## [DATASET EXCERPTS]
//! 商品目录与图片、收藏夹测试
//!
//! 名称唯一、变体形状校验、图片内容寻址存储、收藏弱引用的读取容忍。
//! Run: cargo test -p moda-server --test catalog_test -- --nocapture

use moda_server::db::models::{ProductCreate, ProductUpdate, SizeStock, UserCreate, Variant};
use moda_server::db::repository::{ProductRepository, UserRepository};
use moda_server::services::{ImageStore, LocalImageStore};
use moda_server::{AppState, Config, ErrorCode};
use surrealdb::RecordId;

async fn setup() -> (tempfile::TempDir, AppState) {
    let tmp = tempfile::tempdir().unwrap();
    let config = Config::with_overrides(tmp.path().to_string_lossy(), 0);
    let state = AppState::initialize(&config).await.unwrap();
    (tmp, state)
}

fn product(name: &str) -> ProductCreate {
    ProductCreate {
        name: name.to_string(),
        description: Some("Soft handfeel".to_string()),
        category: Some("accessories".to_string()),
        material: Some("cotton".to_string()),
        price: 19.0,
        variants: vec![Variant {
            color: "black".to_string(),
            sizes: vec![SizeStock {
                size: "U".to_string(),
                stock: 10,
            }],
        }],
        images: vec![],
    }
}

fn no_update() -> ProductUpdate {
    ProductUpdate {
        name: None,
        description: None,
        category: None,
        material: None,
        price: None,
        variants: None,
        images: None,
    }
}

/// 4x4 纯色 PNG，够过格式校验
fn png_bytes() -> Vec<u8> {
    let img = image::RgbImage::from_pixel(4, 4, image::Rgb([200u8, 30, 60]));
    let mut bytes = Vec::new();
    image::DynamicImage::ImageRgb8(img)
        .write_to(
            &mut std::io::Cursor::new(&mut bytes),
            image::ImageFormat::Png,
        )
        .unwrap();
    bytes
}

#[tokio::test]
async fn product_names_are_unique() {
    let (_tmp, state) = setup().await;
    let catalog = state.catalog_service();

    let beanie = catalog.create_product(product("Rib Beanie")).await.unwrap();
    let beanie_id = beanie.id.unwrap();
    catalog.create_product(product("Wool Gloves")).await.unwrap();

    // 同名创建被拒
    let err = catalog.create_product(product("Rib Beanie")).await.unwrap_err();
    assert_eq!(err.code, ErrorCode::ProductNameExists);

    // 改名撞上别人的名字也被拒
    let mut update = no_update();
    update.name = Some("Wool Gloves".to_string());
    let err = catalog.update_product(&beanie_id, update).await.unwrap_err();
    assert_eq!(err.code, ErrorCode::ProductNameExists);

    // 改成自己现在的名字没问题
    let mut update = no_update();
    update.name = Some("Rib Beanie".to_string());
    update.price = Some(21.0);
    let updated = catalog.update_product(&beanie_id, update).await.unwrap();
    assert_eq!(updated.price, 21.0);
}

#[tokio::test]
async fn product_shape_is_validated() {
    let (_tmp, state) = setup().await;
    let catalog = state.catalog_service();

    let mut bad = product("Free Hat");
    bad.price = 0.0;
    let err = catalog.create_product(bad).await.unwrap_err();
    assert_eq!(err.code, ErrorCode::ProductInvalidPrice);

    let mut bad = product("No Variant Hat");
    bad.variants = vec![];
    let err = catalog.create_product(bad).await.unwrap_err();
    assert_eq!(err.code, ErrorCode::ValidationFailed);

    let mut bad = product("No Size Hat");
    bad.variants[0].sizes = vec![];
    let err = catalog.create_product(bad).await.unwrap_err();
    assert_eq!(err.code, ErrorCode::ValidationFailed);

    let mut bad = product("Twin Size Hat");
    bad.variants[0].sizes = vec![
        SizeStock {
            size: "M".to_string(),
            stock: 1,
        },
        SizeStock {
            size: "M".to_string(),
            stock: 2,
        },
    ];
    let err = catalog.create_product(bad).await.unwrap_err();
    assert_eq!(err.code, ErrorCode::ValidationFailed);

    let mut bad = product("Negative Hat");
    bad.variants[0].sizes[0].stock = -1;
    let err = catalog.create_product(bad).await.unwrap_err();
    assert_eq!(err.code, ErrorCode::ValidationFailed);

    // 更新不存在的商品
    let ghost = RecordId::from_table_key("product", "ghost");
    let mut update = no_update();
    update.price = Some(9.0);
    let err = catalog.update_product(&ghost, update).await.unwrap_err();
    assert_eq!(err.code, ErrorCode::ProductNotFound);
}

#[tokio::test]
async fn image_upload_is_content_addressed() {
    let (_tmp, state) = setup().await;
    let catalog = state.catalog_service();
    let created = catalog.create_product(product("Canvas Tote")).await.unwrap();
    let id = created.id.unwrap();

    let updated = catalog.attach_image(&id, &png_bytes()).await.unwrap();
    assert_eq!(updated.images.len(), 1);
    let url = updated.images[0].clone();
    assert!(url.starts_with("/images/"), "公开 URL: {url}");
    assert!(url.ends_with(".jpg"), "存储格式统一转 JPEG: {url}");

    // 文件落在 {work_dir}/images/{hash}.jpg
    let file_name = url.strip_prefix("/images/").unwrap();
    let path = state.work_dir().join("images").join(file_name);
    assert!(path.exists(), "{path:?} 应该存在");

    // 相同内容再传一次：同 hash 同 URL，追加到列表
    let again = catalog.attach_image(&id, &png_bytes()).await.unwrap();
    assert_eq!(again.images.len(), 2);
    assert_eq!(again.images[1], url);

    // delete 幂等：第一次 true，第二次 false
    assert!(state.images.delete(&url).await.unwrap());
    assert!(!state.images.delete(&url).await.unwrap());
    assert!(!path.exists());
}

#[tokio::test]
async fn image_upload_rejects_bad_content() {
    let (_tmp, state) = setup().await;
    let catalog = state.catalog_service();
    let created = catalog.create_product(product("Logo Tee")).await.unwrap();
    let id = created.id.unwrap();

    let err = catalog.attach_image(&id, &[]).await.unwrap_err();
    assert_eq!(err.code, ErrorCode::EmptyFile);

    let err = catalog
        .attach_image(&id, b"definitely not an image")
        .await
        .unwrap_err();
    assert_eq!(err.code, ErrorCode::UnsupportedFileFormat);

    let ghost = RecordId::from_table_key("product", "ghost");
    let err = catalog.attach_image(&ghost, &png_bytes()).await.unwrap_err();
    assert_eq!(err.code, ErrorCode::ProductNotFound);

    // 上传失败时商品不变
    let stored = catalog.get_product(&id).await.unwrap();
    assert!(stored.images.is_empty());
}

#[tokio::test]
async fn image_size_limit_is_enforced() {
    let tmp = tempfile::tempdir().unwrap();
    let store = LocalImageStore::new(tmp.path().to_path_buf(), 16);

    let err = store.store(&png_bytes()).await.unwrap_err();
    assert_eq!(err.code, ErrorCode::FileTooLarge);
}

#[tokio::test]
async fn favorites_roundtrip_and_tolerate_stale_refs() {
    let (_tmp, state) = setup().await;
    let favorites = state.favorite_service();
    let catalog = state.catalog_service();
    let users = UserRepository::new(state.get_db());

    let clip = catalog.create_product(product("Hair Clip")).await.unwrap();
    let clip_id = clip.id.unwrap();
    let user = users
        .create(UserCreate {
            email: "vera@example.com".to_string(),
            name: None,
            is_admin: None,
        })
        .await
        .unwrap()
        .id
        .unwrap();

    let list = favorites.add(&user, &clip_id.to_string()).await.unwrap();
    assert_eq!(list, vec![clip_id.to_string()]);
    let err = favorites.add(&user, &clip_id.to_string()).await.unwrap_err();
    assert_eq!(err.code, ErrorCode::AlreadyFavorited);

    let listed = favorites.list(&user).await.unwrap();
    assert_eq!(listed.len(), 1);
    assert_eq!(listed[0].name, "Hair Clip");

    // 商品被直接删掉（绕过级联）后：存储里还挂着引用，读取时跳过
    ProductRepository::new(state.get_db())
        .delete(&clip_id)
        .await
        .unwrap();
    assert!(favorites.list(&user).await.unwrap().is_empty());
    assert_eq!(
        users.find_by_id(&user).await.unwrap().unwrap().favorites.len(),
        1,
        "弱引用本身不因读取而被清理"
    );

    // 悬挂引用仍然占着 membership：remove 可以清掉它
    let list = favorites.remove(&user, &clip_id.to_string()).await.unwrap();
    assert!(list.is_empty());
    let err = favorites
        .remove(&user, &clip_id.to_string())
        .await
        .unwrap_err();
    assert_eq!(err.code, ErrorCode::FavoriteNotFound);

    // 用户不存在
    let ghost = RecordId::from_table_key("user", "ghost");
    let err = favorites.add(&ghost, &clip_id.to_string()).await.unwrap_err();
    assert_eq!(err.code, ErrorCode::UserNotFound);

    // 商品不存在不能收藏
    let err = favorites
        .add(&user, "product:missing")
        .await
        .unwrap_err();
    assert_eq!(err.code, ErrorCode::ProductNotFound);
}
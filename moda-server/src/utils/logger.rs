//! Logging Infrastructure
//!
//! tracing 订阅器装配。级别优先读 RUST_LOG，其次用配置值；
//! 配置了日志目录时额外挂一个按天滚动的文件输出。

use tracing_subscriber::EnvFilter;

/// Initialize the logger with defaults (stdout, info level)
pub fn init_logger() {
    init_logger_with_file(None, None);
}

/// Initialize the logger, optionally with a daily-rolling file appender
pub fn init_logger_with_file(log_level: Option<&str>, log_dir: Option<&str>) {
    let fallback = log_level.unwrap_or("info");
    let filter =
        EnvFilter::try_from_default_env().unwrap_or_else(|_| EnvFilter::new(fallback));

    let subscriber = tracing_subscriber::fmt()
        .with_env_filter(filter)
        .with_file(false)
        .with_line_number(false)
        .with_thread_ids(false)
        .with_target(false);

    // 日志目录可建则写文件，建不了就只留 stdout
    if let Some(dir) = log_dir
        && std::fs::create_dir_all(dir).is_ok()
    {
        let appender = tracing_appender::rolling::daily(dir, "moda-server");
        subscriber.with_writer(appender).init();
        return;
    }

    subscriber.init();
}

## [ABOUT THIS EXERCISE]
From the records above, extract exactly and only the lines that begin at the line with "assert_eq!(updated.price, 21.0);" and stop after the line with "assert_eq!(err.code, ErrorCode::ProductInvalidPrice);".

## [TASK RESULT]
    assert_eq!(updated.price, 21.0);
}

#[tokio::test]
async fn product_shape_is_validated() {
    let (_tmp, state) = setup().await;
    let catalog = state.catalog_service();

    let mut bad = product("Free Hat");
    bad.price = 0.0;
    let err = catalog.create_product(bad).await.unwrap_err();
    assert_eq!(err.code, ErrorCode::ProductInvalidPrice);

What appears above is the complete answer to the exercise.